• _YOUR ASSIGNMENT_
Your task is to copy all of the data exactly.

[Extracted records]
-=-=-

//! Geometry primitives backing the board hit tests
//!
//! Points come in as integer coordinates; the arithmetic is done in `f64`
//! to keep products of nanometre values from overflowing.

use super::types::{Point, Polygon, Rect};

fn to_f(p: Point) -> [f64; 2] {
    [p.x as f64, p.y as f64]
}

/// Point-to-segment minimum distance
pub fn point_segment_distance(p: [f64; 2], a: [f64; 2], b: [f64; 2]) -> f64 {
    let ab = [b[0] - a[0], b[1] - a[1]];
    let ap = [p[0] - a[0], p[1] - a[1]];
    let ab_len2 = ab[0] * ab[0] + ab[1] * ab[1];

    if ab_len2 < 1e-10 {
        // Degenerate segment
        return ((p[0] - a[0]).powi(2) + (p[1] - a[1]).powi(2)).sqrt();
    }

    let t = ((ap[0] * ab[0] + ap[1] * ab[1]) / ab_len2).clamp(0.0, 1.0);
    let closest = [a[0] + t * ab[0], a[1] + t * ab[1]];
    ((p[0] - closest[0]).powi(2) + (p[1] - closest[1]).powi(2)).sqrt()
}

/// Even-odd containment test against a closed ring
pub fn point_in_ring(p: Point, ring: &[Point]) -> bool {
    if ring.len() < 3 {
        return false;
    }
    let [px, py] = to_f(p);
    let mut inside = false;
    let mut j = ring.len() - 1;
    for i in 0..ring.len() {
        let [xi, yi] = to_f(ring[i]);
        let [xj, yj] = to_f(ring[j]);
        if (yi > py) != (yj > py) && px < (xj - xi) * (py - yi) / (yj - yi) + xi {
            inside = !inside;
        }
        j = i;
    }
    inside
}

/// Inside the outer ring and outside every hole
pub fn point_in_polygon(p: Point, polygon: &Polygon) -> bool {
    point_in_ring(p, &polygon.outer_ring) && !polygon.holes.iter().any(|h| point_in_ring(p, h))
}

fn ring_edges(ring: &[Point]) -> impl Iterator<Item = (Point, Point)> + '_ {
    let n = ring.len();
    (0..n).map(move |i| (ring[i], ring[(i + 1) % n]))
}

/// True when `p` lies within `accuracy` of any edge of the outline or its holes
pub fn point_near_outline(p: Point, polygon: &Polygon, accuracy: f64) -> bool {
    let pf = to_f(p);
    std::iter::once(&polygon.outer_ring)
        .chain(polygon.holes.iter())
        .filter(|ring| ring.len() >= 2)
        .flat_map(|ring| ring_edges(ring))
        .any(|(a, b)| point_segment_distance(pf, to_f(a), to_f(b)) <= accuracy)
}

/// Segment vs closed rectangle (Liang-Barsky clip)
pub fn segment_intersects_rect(a: Point, b: Point, rect: &Rect) -> bool {
    if rect.contains(a) || rect.contains(b) {
        return true;
    }
    let [x0, y0] = to_f(a);
    let [x1, y1] = to_f(b);
    let (dx, dy) = (x1 - x0, y1 - y0);
    let (xmin, ymin) = (rect.origin.x as f64, rect.origin.y as f64);
    let (xmax, ymax) = (rect.right() as f64, rect.bottom() as f64);

    let mut t0 = 0.0f64;
    let mut t1 = 1.0f64;
    for (p, q) in [(-dx, x0 - xmin), (dx, xmax - x0), (-dy, y0 - ymin), (dy, ymax - y0)] {
        if p == 0.0 {
            if q < 0.0 {
                return false;
            }
            continue;
        }
        let r = q / p;
        if p < 0.0 {
            if r > t1 {
                return false;
            }
            t0 = t0.max(r);
        } else {
            if r < t0 {
                return false;
            }
            t1 = t1.min(r);
        }
    }
    t0 <= t1
}

/// Minimum distance between a segment and a closed rectangle (0 when they touch)
pub fn segment_rect_distance(a: Point, b: Point, rect: &Rect) -> f64 {
    if segment_intersects_rect(a, b, rect) {
        return 0.0;
    }
    let corners = [
        rect.origin,
        Point::new(rect.right(), rect.origin.y),
        Point::new(rect.right(), rect.bottom()),
        Point::new(rect.origin.x, rect.bottom()),
    ];
    let mut best = f64::MAX;
    for (c0, c1) in ring_edges(&corners) {
        best = best.min(point_segment_distance(to_f(a), to_f(c0), to_f(c1)));
        best = best.min(point_segment_distance(to_f(b), to_f(c0), to_f(c1)));
    }
    for c in corners {
        best = best.min(point_segment_distance(to_f(c), to_f(a), to_f(b)));
    }
    best
}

-=-=-

• _EXERCISE SOLUTION_
//! Geometry primitives backing the board hit tests
//!
//! Points come in as integer coordinates; the arithmetic is done in `f64`
//! to keep products of nanometre values from overflowing.

use super::types::{Point, Polygon, Rect};

fn to_f(p: Point) -> [f64; 2] {
    [p.x as f64, p.y as f64]
}

/// Point-to-segment minimum distance
pub fn point_segment_distance(p: [f64; 2], a: [f64; 2], b: [f64; 2]) -> f64 {
    let ab = [b[0] - a[0], b[1] - a[1]];
    let ap = [p[0] - a[0], p[1] - a[1]];
    let ab_len2 = ab[0] * ab[0] + ab[1] * ab[1];

    if ab_len2 < 1e-10 {
        // Degenerate segment
        return ((p[0] - a[0]).powi(2) + (p[1] - a[1]).powi(2)).sqrt();
    }

    let t = ((ap[0] * ab[0] + ap[1] * ab[1]) / ab_len2).clamp(0.0, 1.0);
    let closest = [a[0] + t * ab[0], a[1] + t * ab[1]];
    ((p[0] - closest[0]).powi(2) + (p[1] - closest[1]).powi(2)).sqrt()
}

/// Even-odd containment test against a closed ring
pub fn point_in_ring(p: Point, ring: &[Point]) -> bool {
    if ring.len() < 3 {
        return false;
    }
    let [px, py] = to_f(p);
    let mut inside = false;
    let mut j = ring.len() - 1;
    for i in 0..ring.len() {
        let [xi, yi] = to_f(ring[i]);
        let [xj, yj] = to_f(ring[j]);
        if (yi > py) != (yj > py) && px < (xj - xi) * (py - yi) / (yj - yi) + xi {
            inside = !inside;
        }
        j = i;
    }
    inside
}

/// Inside the outer ring and outside every hole
pub fn point_in_polygon(p: Point, polygon: &Polygon) -> bool {
    point_in_ring(p, &polygon.outer_ring) && !polygon.holes.iter().any(|h| point_in_ring(p, h))
}

fn ring_edges(ring: &[Point]) -> impl Iterator<Item = (Point, Point)> + '_ {
    let n = ring.len();
    (0..n).map(move |i| (ring[i], ring[(i + 1) % n]))
}

/// True when `p` lies within `accuracy` of any edge of the outline or its holes
pub fn point_near_outline(p: Point, polygon: &Polygon, accuracy: f64) -> bool {
    let pf = to_f(p);
    std::iter::once(&polygon.outer_ring)
        .chain(polygon.holes.iter())
        .filter(|ring| ring.len() >= 2)
        .flat_map(|ring| ring_edges(ring))
        .any(|(a, b)| point_segment_distance(pf, to_f(a), to_f(b)) <= accuracy)
}

/// Segment vs closed rectangle (Liang-Barsky clip)
pub fn segment_intersects_rect(a: Point, b: Point, rect: &Rect) -> bool {
    if rect.contains(a) || rect.contains(b) {
        return true;
    }
    let [x0, y0] = to_f(a);
    let [x1, y1] = to_f(b);
    let (dx, dy) = (x1 - x0, y1 - y0);
    let (xmin, ymin) = (rect.origin.x as f64, rect.origin.y as f64);
    let (xmax, ymax) = (rect.right() as f64, rect.bottom() as f64);

    let mut t0 = 0.0f64;
    let mut t1 = 1.0f64;
    for (p, q) in [(-dx, x0 - xmin), (dx, xmax - x0), (-dy, y0 - ymin), (dy, ymax - y0)] {
        if p == 0.0 {
            if q < 0.0 {
                return false;
            }
            continue;
        }
        let r = q / p;
        if p < 0.0 {
            if r > t1 {
                return false;
            }
            t0 = t0.max(r);
        } else {
            if r < t0 {
                return false;
            }
            t1 = t1.min(r);
        }
    }
    t0 <= t1
}

/// Minimum distance between a segment and a closed rectangle (0 when they touch)
pub fn segment_rect_distance(a: Point, b: Point, rect: &Rect) -> f64 {
    if segment_intersects_rect(a, b, rect) {
        return 0.0;
    }
    let corners = [
        rect.origin,
        Point::new(rect.right(), rect.origin.y),
        Point::new(rect.right(), rect.bottom()),
        Point::new(rect.origin.x, rect.bottom()),
    ];
    let mut best = f64::MAX;
    for (c0, c1) in ring_edges(&corners) {
        best = best.min(point_segment_distance(to_f(a), to_f(c0), to_f(c1)));
        best = best.min(point_segment_distance(to_f(b), to_f(c0), to_f(c1)));
    }
    for c in corners {
        best = best.min(point_segment_distance(to_f(c), to_f(a), to_f(b)));
    }
    best
}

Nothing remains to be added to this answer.